Poor old world, you are so "grown up" these days and your palate is so educated to the artificial flavor that you have forgotten, seemingly, how peaches taste when ripened on the trees. God pity you, old world, if you do not soon get back into the orchard before you lose your taste for fruit altogether.

The knowledge that the woman gained from her Occupation made her question, more and more, if that one with whom she could cross the threshold of the door that led to the life of her dreams, would ever come. The knowledge she gained made her doubt her courage to enter that door with him if he should come. In the knowledge she gained of the world into which she had gone alone, her womanhood's only salvation was this: that she gained also the knowledge that the world of men, even as the world of women, is a world of hungry hearts. It was this that kept her—that made her strong—that saved her. It was this knowledge that saved her womanhood for herself and for the race.

The week, for the woman, had been a hard week. The day, for her, had been a hard day. When she boarded the car to go to her home she was very tired and she was not quite the picture of perfect woman health that she had been that other Saturday—the time of falling leaves.

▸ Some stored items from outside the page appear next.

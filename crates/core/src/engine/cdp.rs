//! DevTools-protocol implementation of the [`Driver`] contract.
//!
//! Element operations run as `Runtime.evaluate` calls, parameterized over
//! an execution context: the top-level document, or an isolated world
//! created inside an embedded frame for [`Driver::enter_frame`]. Settle
//! detection arms a subscription to `Page.loadEventFired` before the action
//! that triggers the load, so the event cannot slip past unobserved.

use std::path::Path;
use std::sync::Arc;
use std::time::Duration;

use async_trait::async_trait;
use base64::Engine as _;
use base64::engine::general_purpose::STANDARD as BASE64;
use serde_json::{Value, json};
use tokio::sync::{Mutex, broadcast};
use tokio::time::{Instant, sleep, timeout_at};
use tracing::debug;

use super::connection::{CdpConnection, Event};
use super::launcher::{BrowserProcess, EngineConfig};
use crate::cookies::CookieRecord;
use crate::driver::{Driver, FrameHandle, Probe, ViewScope, js_literal};
use crate::error::{Error, Result};
use crate::locator::Locator;

const POLL_INTERVAL: Duration = Duration::from_millis(250);
const LOAD_EVENT: &str = "Page.loadEventFired";
const ISOLATED_WORLD: &str = "dvcscraper";

/// [`Driver`] over a local Chromium's DevTools socket.
pub struct CdpDriver {
	conn: Arc<CdpConnection>,
	process: Mutex<Option<BrowserProcess>>,
	armed: Mutex<Option<broadcast::Receiver<Event>>>,
}

impl CdpDriver {
	/// Launches a local browser and attaches to its first page target.
	pub async fn launch(config: EngineConfig) -> Result<Self> {
		let process = BrowserProcess::launch(&config).await?;
		let ws_url = process.ws_url.clone();
		let driver = Self::attach(&ws_url, Some(process)).await?;
		Ok(driver)
	}

	/// Attaches to an already-running page WebSocket endpoint.
	pub async fn connect(ws_url: &str) -> Result<Self> {
		Self::attach(ws_url, None).await
	}

	async fn attach(ws_url: &str, process: Option<BrowserProcess>) -> Result<Self> {
		let conn = CdpConnection::connect(ws_url).await?;
		let driver = Self {
			conn,
			process: Mutex::new(process),
			armed: Mutex::new(None),
		};
		driver.conn.send("Page.enable", json!({})).await?;
		driver.conn.send("Runtime.enable", json!({})).await?;
		Ok(driver)
	}

	async fn evaluate(
		&self,
		scope: ViewScope,
		expression: &str,
		await_promise: bool,
	) -> Result<Value> {
		let mut params = json!({
			"expression": expression,
			"returnByValue": true,
			"awaitPromise": await_promise,
		});
		if let ViewScope::Frame(frame) = scope {
			params["contextId"] = json!(frame.0);
		}

		let reply = self.conn.send("Runtime.evaluate", params).await?;
		if let Some(details) = reply.get("exceptionDetails") {
			let text = details
				.get("exception")
				.and_then(|exception| exception.get("description"))
				.and_then(Value::as_str)
				.unwrap_or("evaluation failed");
			return Err(Error::Protocol(format!("script threw: {text}")));
		}
		Ok(reply
			.get("result")
			.and_then(|result| result.get("value"))
			.cloned()
			.unwrap_or(Value::Null))
	}

	async fn element_exists(&self, scope: ViewScope, locator: &Locator) -> Result<bool> {
		let expression = format!(
			"document.querySelector({}) !== null",
			js_literal(locator.as_str())
		);
		Ok(self
			.evaluate(scope, &expression, false)
			.await?
			.as_bool()
			.unwrap_or(false))
	}

	async fn document_complete(&self) -> Result<bool> {
		Ok(self
			.evaluate(ViewScope::Top, "document.readyState === 'complete'", false)
			.await?
			.as_bool()
			.unwrap_or(false))
	}
}

#[async_trait]
impl Driver for CdpDriver {
	async fn navigate(&self, url: &str) -> Result<()> {
		self.arm_settle().await;
		let reply = self
			.conn
			.send("Page.navigate", json!({ "url": url }))
			.await
			.map_err(|err| Error::Navigation { url: url.to_string(), message: err.to_string() })?;

		if let Some(text) = reply.get("errorText").and_then(Value::as_str) {
			if !text.is_empty() {
				return Err(Error::Navigation {
					url: url.to_string(),
					message: text.to_string(),
				});
			}
		}
		Ok(())
	}

	async fn arm_settle(&self) {
		*self.armed.lock().await = Some(self.conn.subscribe());
	}

	async fn wait_for_settle(&self, timeout: Duration) -> Result<()> {
		let deadline = Instant::now() + timeout;
		let receiver = self.armed.lock().await.take();

		if let Some(mut events) = receiver {
			loop {
				match timeout_at(deadline, events.recv()).await {
					Ok(Ok(event)) if event.method == LOAD_EVENT => return Ok(()),
					Ok(Ok(_)) => continue,
					Ok(Err(broadcast::error::RecvError::Lagged(_))) => continue,
					Ok(Err(broadcast::error::RecvError::Closed)) => break,
					Err(_) => break,
				}
			}
		}

		// The load event already fired, or nothing was armed: accept a
		// document that has finished loading.
		if self.document_complete().await? {
			return Ok(());
		}
		Err(Error::Timeout {
			ms: timeout.as_millis() as u64,
			condition: "navigation settle".to_string(),
		})
	}

	async fn poll_element(
		&self,
		scope: ViewScope,
		locator: &Locator,
		timeout: Duration,
	) -> Result<Probe> {
		let deadline = Instant::now() + timeout;
		loop {
			if self.element_exists(scope, locator).await? {
				return Ok(Probe::Found);
			}
			let now = Instant::now();
			if now >= deadline {
				return Ok(Probe::Absent);
			}
			sleep(POLL_INTERVAL.min(deadline - now)).await;
		}
	}

	async fn enter_frame(&self, locator: &Locator) -> Result<FrameHandle> {
		let document = self.conn.send("DOM.getDocument", json!({ "depth": 0 })).await?;
		let root = document["root"]["nodeId"]
			.as_i64()
			.ok_or_else(|| Error::Protocol("document without a root node".into()))?;

		let found = self
			.conn
			.send(
				"DOM.querySelector",
				json!({ "nodeId": root, "selector": locator.as_str() }),
			)
			.await?;
		let node = found.get("nodeId").and_then(Value::as_i64).unwrap_or(0);
		if node == 0 {
			return Err(Error::AuthContextNotFound { selector: locator.to_string() });
		}

		let described = self.conn.send("DOM.describeNode", json!({ "nodeId": node })).await?;
		let frame_id = described["node"]["frameId"]
			.as_str()
			.ok_or_else(|| Error::AuthContextNotFound { selector: locator.to_string() })?
			.to_string();

		let world = self
			.conn
			.send(
				"Page.createIsolatedWorld",
				json!({ "frameId": frame_id, "worldName": ISOLATED_WORLD }),
			)
			.await?;
		let context = world
			.get("executionContextId")
			.and_then(Value::as_u64)
			.ok_or_else(|| Error::Protocol("isolated world without an execution context".into()))?;

		debug!(target = "dvc.engine", frame = %locator, context, "entered frame");
		Ok(FrameHandle(context))
	}

	async fn fill(&self, scope: ViewScope, locator: &Locator, text: &str) -> Result<()> {
		let expression = format!(
			"(() => {{ const el = document.querySelector({selector}); if (!el) return false; \
			 el.focus(); el.value = {value}; \
			 el.dispatchEvent(new Event('input', {{bubbles: true}})); \
			 el.dispatchEvent(new Event('change', {{bubbles: true}})); return true; }})()",
			selector = js_literal(locator.as_str()),
			value = js_literal(text),
		);
		match self.evaluate(scope, &expression, false).await?.as_bool() {
			Some(true) => Ok(()),
			_ => Err(Error::FieldNotFound { selector: locator.to_string() }),
		}
	}

	async fn click(&self, scope: ViewScope, locator: &Locator) -> Result<()> {
		let expression = format!(
			"(() => {{ const el = document.querySelector({selector}); if (!el) return false; \
			 el.click(); return true; }})()",
			selector = js_literal(locator.as_str()),
		);
		match self.evaluate(scope, &expression, false).await?.as_bool() {
			Some(true) => Ok(()),
			_ => Err(Error::FieldNotFound { selector: locator.to_string() }),
		}
	}

	async fn read_text(&self, scope: ViewScope, locator: &Locator) -> Result<Option<String>> {
		let expression = format!(
			"(() => {{ const el = document.querySelector({selector}); \
			 return el ? el.innerText : null; }})()",
			selector = js_literal(locator.as_str()),
		);
		Ok(self
			.evaluate(scope, &expression, false)
			.await?
			.as_str()
			.map(str::to_string))
	}

	async fn eval_json(&self, scope: ViewScope, expression: &str) -> Result<Value> {
		self.evaluate(scope, expression, true).await
	}

	async fn screenshot(&self, path: &Path) -> Result<()> {
		let reply = self
			.conn
			.send(
				"Page.captureScreenshot",
				json!({ "format": "png", "captureBeyondViewport": true }),
			)
			.await?;
		let data = reply
			.get("data")
			.and_then(Value::as_str)
			.ok_or_else(|| Error::Protocol("screenshot without payload".into()))?;
		let bytes = BASE64
			.decode(data)
			.map_err(|err| Error::Protocol(format!("invalid screenshot payload: {err}")))?;

		if let Some(parent) = path.parent() {
			if !parent.as_os_str().is_empty() && !parent.exists() {
				std::fs::create_dir_all(parent)?;
			}
		}
		std::fs::write(path, bytes)?;
		Ok(())
	}

	async fn cookies(&self) -> Result<Vec<CookieRecord>> {
		let reply = self.conn.send("Storage.getCookies", json!({})).await?;
		let cookies = reply
			.get("cookies")
			.cloned()
			.unwrap_or_else(|| Value::Array(Vec::new()));
		Ok(serde_json::from_value(cookies)?)
	}

	async fn set_cookies(&self, cookies: &[CookieRecord]) -> Result<()> {
		if cookies.is_empty() {
			return Ok(());
		}
		let params: Vec<Value> = cookies.iter().map(cookie_param).collect();
		self.conn
			.send("Storage.setCookies", json!({ "cookies": params }))
			.await
			.map(|_| ())
	}

	async fn close(&self) -> Result<()> {
		if let Err(err) = self.conn.send("Browser.close", json!({})).await {
			debug!(target = "dvc.engine", error = %err, "graceful close failed");
		}
		if let Some(mut process) = self.process.lock().await.take() {
			process.shutdown();
		}
		Ok(())
	}
}

/// Builds the `Storage.setCookies` parameter for one record. Session
/// cookies omit `expires` entirely.
fn cookie_param(cookie: &CookieRecord) -> Value {
	let mut param = json!({
		"name": cookie.name,
		"value": cookie.value,
		"domain": cookie.domain,
		"path": cookie.path,
		"httpOnly": cookie.http_only,
		"secure": cookie.secure,
	});
	if cookie.expires >= 0.0 {
		param["expires"] = json!(cookie.expires);
	}
	if let Some(same_site) = cookie.same_site {
		param["sameSite"] = json!(same_site);
	}
	param
}

#[cfg(test)]
mod tests {
	use crate::cookies::SameSite;

	use super::*;

	#[test]
	fn session_cookies_omit_expiry() {
		let cookie = CookieRecord::new("session", "token", ".go.com");
		let param = cookie_param(&cookie);
		assert!(param.get("expires").is_none());
		assert_eq!(param["name"], "session");
		assert_eq!(param["path"], "/");
	}

	#[test]
	fn persistent_cookies_carry_expiry_and_flags() {
		let cookie = CookieRecord {
			expires: 1_893_456_000.0,
			http_only: true,
			secure: true,
			same_site: Some(SameSite::Strict),
			..CookieRecord::new("SWID", "{ABC}", ".go.com")
		};
		let param = cookie_param(&cookie);
		assert_eq!(param["expires"], 1_893_456_000.0);
		assert_eq!(param["sameSite"], "Strict");
		assert_eq!(param["httpOnly"], true);
	}
}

For some unaccountable reason there was one vacant seat left in the car and she dropped into it with a little inward sigh of relief. With weary, unseeing, eyes she stared out of the window at the throng of people hurrying along through the mud and slush of the streets. Her tired brain refused to think. Her very soul was faint with loneliness and the knowledge that she was gaining of life.

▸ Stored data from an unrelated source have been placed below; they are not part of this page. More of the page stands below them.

//! Scripted in-memory driver for exercising the session layer without a
//! browser.
//!
//! Tests configure which elements exist (optionally appearing only after a
//! delay) and inspect the recorded traffic afterwards. The driver is
//! cheaply cloneable; clones share one script state, so a test can hand a
//! clone to a [`Scraper`](crate::Scraper) and keep the original for
//! assertions. Delays are measured on the tokio clock, so tests run under
//! `start_paused` without waiting in real time.

use std::collections::{HashMap, VecDeque};
use std::path::{Path, PathBuf};
use std::sync::Arc;
use std::time::Duration;

use async_trait::async_trait;
use parking_lot::Mutex;
use serde_json::Value;
use tokio::time::{Instant, sleep};

use crate::cookies::CookieRecord;
use crate::driver::{Driver, FrameHandle, Probe, ViewScope};
use crate::error::{Error, Result};
use crate::locator::Locator;

const TICK: Duration = Duration::from_millis(50);

#[derive(Debug, Clone)]
struct ScriptedElement {
	text: Option<String>,
	appears_after: Duration,
}

#[derive(Debug, Default)]
struct ScriptState {
	elements: HashMap<String, ScriptedElement>,
	frames: HashMap<String, u64>,
	next_frame: u64,
	cookies: Vec<CookieRecord>,
	eval_results: VecDeque<Value>,
	navigations: Vec<String>,
	fills: Vec<(String, String)>,
	clicks: Vec<String>,
	screenshots: Vec<PathBuf>,
	fail_navigation_to: Option<String>,
	view_broken: bool,
	closed: bool,
}

/// In-memory [`Driver`] with scripted element behavior.
#[derive(Clone)]
pub struct ScriptedDriver {
	epoch: Instant,
	state: Arc<Mutex<ScriptState>>,
}

impl ScriptedDriver {
	pub fn new() -> Self {
		Self {
			epoch: Instant::now(),
			state: Arc::new(Mutex::new(ScriptState::default())),
		}
	}

	/// Registers an element that is visible immediately.
	pub fn add_element(&self, locator: &Locator) {
		self.add_element_after(locator, Duration::ZERO);
	}

	/// Registers an element that only becomes visible `delay` after the
	/// driver was created.
	pub fn add_element_after(&self, locator: &Locator, delay: Duration) {
		self.state.lock().elements.insert(
			locator.as_str().to_string(),
			ScriptedElement { text: None, appears_after: delay },
		);
	}

	/// Registers an immediately visible element with rendered text.
	pub fn add_text_element(&self, locator: &Locator, text: &str) {
		self.state.lock().elements.insert(
			locator.as_str().to_string(),
			ScriptedElement { text: Some(text.to_string()), appears_after: Duration::ZERO },
		);
	}

	pub fn remove_element(&self, locator: &Locator) {
		self.state.lock().elements.remove(locator.as_str());
	}

	/// Registers a frame resolvable via `enter_frame`.
	pub fn add_frame(&self, locator: &Locator) {
		let mut state = self.state.lock();
		state.next_frame += 1;
		let handle = state.next_frame;
		state.frames.insert(locator.as_str().to_string(), handle);
	}

	pub fn set_cookie_jar(&self, cookies: Vec<CookieRecord>) {
		self.state.lock().cookies = cookies;
	}

	/// Queues a value to be returned by the next `eval_json` call.
	pub fn push_eval_result(&self, value: Value) {
		self.state.lock().eval_results.push_back(value);
	}

	/// Makes every view operation fail, simulating a dead browsing context.
	pub fn break_view(&self) {
		self.state.lock().view_broken = true;
	}

	/// Makes navigation to exactly `url` fail.
	pub fn fail_navigation_to(&self, url: &str) {
		self.state.lock().fail_navigation_to = Some(url.to_string());
	}

	pub fn navigations(&self) -> Vec<String> {
		self.state.lock().navigations.clone()
	}

	pub fn fills(&self) -> Vec<(String, String)> {
		self.state.lock().fills.clone()
	}

	pub fn clicks(&self) -> Vec<String> {
		self.state.lock().clicks.clone()
	}

	pub fn click_count(&self, locator: &Locator) -> usize {
		self.state
			.lock()
			.clicks
			.iter()
			.filter(|selector| selector.as_str() == locator.as_str())
			.count()
	}

	pub fn screenshots(&self) -> Vec<PathBuf> {
		self.state.lock().screenshots.clone()
	}

	pub fn cookie_jar(&self) -> Vec<CookieRecord> {
		self.state.lock().cookies.clone()
	}

	pub fn is_closed(&self) -> bool {
		self.state.lock().closed
	}

	fn visible(&self, selector: &str) -> Result<bool> {
		let state = self.state.lock();
		if state.view_broken {
			return Err(Error::ViewUnavailable("scripted view is broken".into()));
		}
		Ok(state
			.elements
			.get(selector)
			.is_some_and(|element| self.epoch.elapsed() >= element.appears_after))
	}
}

impl Default for ScriptedDriver {
	fn default() -> Self {
		Self::new()
	}
}

#[async_trait]
impl Driver for ScriptedDriver {
	async fn navigate(&self, url: &str) -> Result<()> {
		let mut state = self.state.lock();
		if state.view_broken {
			return Err(Error::ViewUnavailable("scripted view is broken".into()));
		}
		state.navigations.push(url.to_string());
		if state.fail_navigation_to.as_deref() == Some(url) {
			return Err(Error::Navigation {
				url: url.to_string(),
				message: "scripted navigation failure".into(),
			});
		}
		Ok(())
	}

	async fn arm_settle(&self) {}

	async fn wait_for_settle(&self, _timeout: Duration) -> Result<()> {
		if self.state.lock().view_broken {
			return Err(Error::ViewUnavailable("scripted view is broken".into()));
		}
		Ok(())
	}

	async fn poll_element(
		&self,
		_scope: ViewScope,
		locator: &Locator,
		timeout: Duration,
	) -> Result<Probe> {
		let deadline = Instant::now() + timeout;
		loop {
			if self.visible(locator.as_str())? {
				return Ok(Probe::Found);
			}
			let now = Instant::now();
			if now >= deadline {
				return Ok(Probe::Absent);
			}
			sleep(TICK.min(deadline - now)).await;
		}
	}

	async fn enter_frame(&self, locator: &Locator) -> Result<FrameHandle> {
		let state = self.state.lock();
		if state.view_broken {
			return Err(Error::ViewUnavailable("scripted view is broken".into()));
		}
		state
			.frames
			.get(locator.as_str())
			.map(|handle| FrameHandle(*handle))
			.ok_or_else(|| Error::AuthContextNotFound { selector: locator.to_string() })
	}

	async fn fill(&self, _scope: ViewScope, locator: &Locator, text: &str) -> Result<()> {
		if !self.visible(locator.as_str())? {
			return Err(Error::FieldNotFound { selector: locator.to_string() });
		}
		self.state
			.lock()
			.fills
			.push((locator.as_str().to_string(), text.to_string()));
		Ok(())
	}

	async fn click(&self, _scope: ViewScope, locator: &Locator) -> Result<()> {
		if !self.visible(locator.as_str())? {
			return Err(Error::FieldNotFound { selector: locator.to_string() });
		}
		self.state.lock().clicks.push(locator.as_str().to_string());
		Ok(())
	}

	async fn read_text(&self, _scope: ViewScope, locator: &Locator) -> Result<Option<String>> {
		if !self.visible(locator.as_str())? {
			return Ok(None);
		}
		Ok(self
			.state
			.lock()
			.elements
			.get(locator.as_str())
			.and_then(|element| element.text.clone()))
	}

	async fn eval_json(&self, _scope: ViewScope, _expression: &str) -> Result<Value> {
		let mut state = self.state.lock();
		if state.view_broken {
			return Err(Error::ViewUnavailable("scripted view is broken".into()));
		}
		Ok(state.eval_results.pop_front().unwrap_or(Value::Null))
	}

	async fn screenshot(&self, path: &Path) -> Result<()> {
		let mut state = self.state.lock();
		if state.view_broken {
			return Err(Error::ViewUnavailable("scripted view is broken".into()));
		}
		state.screenshots.push(path.to_path_buf());
		Ok(())
	}

	async fn cookies(&self) -> Result<Vec<CookieRecord>> {
		Ok(self.state.lock().cookies.clone())
	}

	async fn set_cookies(&self, cookies: &[CookieRecord]) -> Result<()> {
		self.state.lock().cookies = cookies.to_vec();
		Ok(())
	}

	async fn close(&self) -> Result<()> {
		self.state.lock().closed = true;
		Ok(())
	}
}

The car stopped again and a party of girls of the high school age, evidently just from the Saturday matinee, crowded in. Clinging to the straps and the backs of seats, clutching each other with little gusts and ripples of laughter, they filled the aisle of the crowded car with a fresh and joyous life that touched the tired woman like a breath of spring. In all this work stale, stupidly weary, world there is nothing so refreshing as the wholesome laugh of a happy, care free, young girl. The woman whose heart was heavy with knowledge of life would have liked to take them in her arms. She felt a sense of gratitude as though she were indebted to them just for their being. And would these, too—the woman thought—would these, too, be forced by the custom of the age—by necessity—to go into the world that would not recognize their womanhood—that would put a price upon the priceless things of their womanhood—that would teach them hard lessons of life and, with a too early knowledge, crush out the sweet girlish naturalness, even as a thoughtless foot crushes a tender flower while still it is in the bud?

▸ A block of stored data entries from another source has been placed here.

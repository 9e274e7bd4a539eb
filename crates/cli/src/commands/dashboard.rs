//! Dashboard capture command.

use std::path::Path;

use dvcscraper::Scraper;
use tracing::info;

pub async fn execute(scraper: &mut Scraper, output: &Path) -> anyhow::Result<()> {
	let home = scraper.profile().home_url.clone();
	let marker = scraper.profile().dashboard_marker.clone();
	info!(target = "dvc", url = %home, "dashboard");

	scraper.authenticated_navigate(&home, &marker).await?;
	scraper.screenshot(output).await?;

	println!("Saved dashboard to {}", output.display());
	Ok(())
}
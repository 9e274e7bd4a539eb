use std::path::PathBuf;

use clap::{Parser, Subcommand};

#[derive(Parser, Debug)]
#[command(name = "dvcscraper")]
#[command(about = "Scrape the DVC member site through a persistent authenticated session")]
#[command(version)]
pub struct Cli {
	/// Increase verbosity (-v info, -vv debug)
	#[arg(short, long, global = true, action = clap::ArgAction::Count)]
	pub verbose: u8,

	/// Session cookie file carried across runs
	#[arg(
		long,
		global = true,
		value_name = "FILE",
		default_value = ".dvcscraper-session.json"
	)]
	pub session: PathBuf,

	/// Browser binary (otherwise discovered from well-known names)
	#[arg(long, global = true, value_name = "PATH")]
	pub browser: Option<PathBuf>,

	/// Run the browser with a visible window
	#[arg(long, global = true)]
	pub headful: bool,

	/// Directory for diagnostic snapshots
	#[arg(long, global = true, value_name = "DIR", default_value = ".")]
	pub snapshots: PathBuf,

	#[command(subcommand)]
	pub command: Commands,
}

#[derive(Subcommand, Debug)]
pub enum Commands {
	/// Navigate to the member dashboard and capture a screenshot
	#[command(alias = "home")]
	Dashboard {
		/// Output file path
		#[arg(short, long, default_value = "dashboard.png")]
		output: PathBuf,
	},

	/// Scrape current purchase pricing for new contracts
	Prices {
		/// Emit JSON instead of a table
		#[arg(long)]
		json: bool,
	},

	/// Query calendar availability for a resort and room type
	#[command(alias = "avail")]
	Availability {
		/// Resort code (e.g. BLT)
		#[arg(long)]
		resort: String,

		/// Room type code (e.g. 4O)
		#[arg(long = "room-type")]
		room_type: String,

		/// Check-in date (YYYY-MM-DD)
		#[arg(long)]
		start: String,

		/// Check-out date (YYYY-MM-DD)
		#[arg(long)]
		end: String,

		/// Emit JSON instead of a table
		#[arg(long)]
		json: bool,
	},
}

And thinking thus, perhaps because of her weariness, perhaps because of some chance word dropped by the girls as they talked of their school and schoolmates, the woman went back again into her Yesterdays—to the schoolmates of her Yesterdays. The world in which she now lived and labored was forgotten. Forgotten were the worries and troubles of her grown up life—forgotten the trials and disappointments—forgotten the new friends, the uncongenial acquaintances, the cruel knowledge, the heartless business—forgotten everything of the present—all, all, was lost in a golden mist of the long ago.

The tall, graceful, girl holding to a strap at the forward end of the car, in the woman's Yesterdays, lived just beyond the white church at the corner. The dark haired, dark eyed, round faced one, she knew as the minister's daughter. While the dainty, doll like, miss clinging to her sturdier sister, in those days of long ago, was the woman's own particular chum. And the girl with the yellow curls—the one with the golden hair—the blue eyed, and the brown—the slender and the stout—every one—belonged to the tired woman's Yesterdays—every one she had known in the past and to each she gave a name.

And then—as the woman, watching the young schoolgirls in the crowded car, lived once again those days of the old schoolhouse on the hill where, with her girl companions of the long ago, she sought the beginnings of Knowledge—the boys came, too. Just as in the Yesterdays they had come to take their places in the old schoolroom, they came, now, to take their places in the woman's memory.